Plea: Use Machine Learning in the Linux World, More!


As a Linux user with a fondness for the command line, it somewhat disappoints me to see machine learning go unused in the domain of CLI software. Specifically, anytime there is a "hard" or "confusing" problem to be solved, usually one whose solution may be partially or entirely based around the user's personal preferences (the ones they hold in their head, not the ones in their config files), it always falls back to being a matter of manual work to solve every single time. Let's give an example, because that sentence confuses me, too:

Problem: How to select all related email threads in a tree within mutt, based on a certain primer, e.g. "Discussion about adding HTTPS support to Mux".

Further Details: Email is threaded and, while one might hope that replies would always fall exactly in line with the context of the branch being replied to, this is not always the case. Sometimes the replier goofs and replies to the wrong thread, and other follow suit because that's where the topic has moved to. Other times, topics intermix and there's no clear way to cleanly separate branches into logical topics.

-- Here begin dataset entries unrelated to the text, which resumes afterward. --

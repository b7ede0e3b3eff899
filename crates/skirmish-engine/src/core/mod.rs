//! Leaf data entities shared by every arena component.
//!
//! - [`Combatant`] / [`Ship`] - health, shield, team and transform of one fighter
//! - [`AgentController`] / [`TrainingAgent`] - cumulative reward of a trainable policy
//! - [`CombatantId`] / [`TeamId`] - identifiers handed out by the arena

pub use self::{agent::*, combatant::*};

mod agent;
mod combatant;
//! Concrete collaborators for headless arena training runs.
//!
//! The engine only talks to the outside world through traits. This crate provides
//! the implementations a trainer needs to drive an [`Arena`](skirmish_engine::Arena)
//! without a game client:
//!
//! - [`curriculum::Curriculum`] - a [`ParameterSource`](skirmish_engine::ParameterSource)
//!   that raises difficulty as episodes accumulate
//! - [`obstacle_field::ObstacleField`] - an
//!   [`ArenaPopulation`](skirmish_engine::ArenaPopulation) scattering obstacles
//!   around the arena anchor
//! - [`pilot::ScriptedPilot`] - a heuristic controller that chases the nearest
//!   opponent and fires when in range
//!
//! # Example
//!
//! ```
//! use std::time::Duration;
//!
//! use glam::Vec3;
//! use rand::SeedableRng as _;
//! use rand_pcg::Pcg32;
//! use skirmish_engine::{Arena, ArenaConfig, Ship, TeamId, TrainingAgent};
//! use skirmish_training::pilot::{PilotConfig, ScriptedPilot};
//!
//! let mut arena = Arena::new(&ArenaConfig::default()).unwrap();
//! let a = arena.register(
//!     Box::new(Ship::new(TeamId(0)).at(Vec3::new(-5.0, 0.0, 0.0))),
//!     Some(Box::new(TrainingAgent::new())),
//! );
//! let mut pilot = ScriptedPilot::new(a, PilotConfig::default()).unwrap();
//!
//! let mut rng = Pcg32::seed_from_u64(1);
//! pilot.step(&mut arena, Duration::from_millis(20), &mut rng).unwrap();
//! arena.tick(Duration::from_millis(20));
//! ```

pub mod curriculum;
pub mod obstacle_field;
pub mod pilot;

Current Solution: The user needs to manually search through the tree (maybe assisted by a search command, done by text matching or regex), and has to manually select each related thread, before performing whatever operation they desire.

Proposed Solution: Assume a model is trained to classify blocks of text (paragraphs, sentences, whatever) into one or more topics. This is commonly done and done very well, so it's a safe assumption that this is feasible. Select the block of text with the context you care about in any email within the tree, feed the text to the model as a primer (initiated via keybinding or something), and then run the model over the thread tree. Anytime the model classifies an email as having the same topic as the primer, select it.

Result: If your classifier was adequetly trained on enough text similar enough to your email in question (say by training it on your labelled inbox), you should have just saved yourself many minutes of reading and selecting emails, now only having to wait a second or two at most, even for a very large tree of lengthy emails.

I've of course made many simplifications and assumptions about how easy this would be, but even if it's not right now, it *should* be that easy. We live in an age where we're getting ready to make self-driving cars a mainstay, where human lives and infrastructure would be at risk with even the slightest mistake or bad assumption in the training and implementation of the car's model. And you're telling me there's no easy way to do what I want? Exactly, of *course* this is easy, it's just a matter of setting up the right tooling to make the "hard" parts of this just single key presses, and the tedious parts (labelling samples and other hand-holding of models) one-time investments.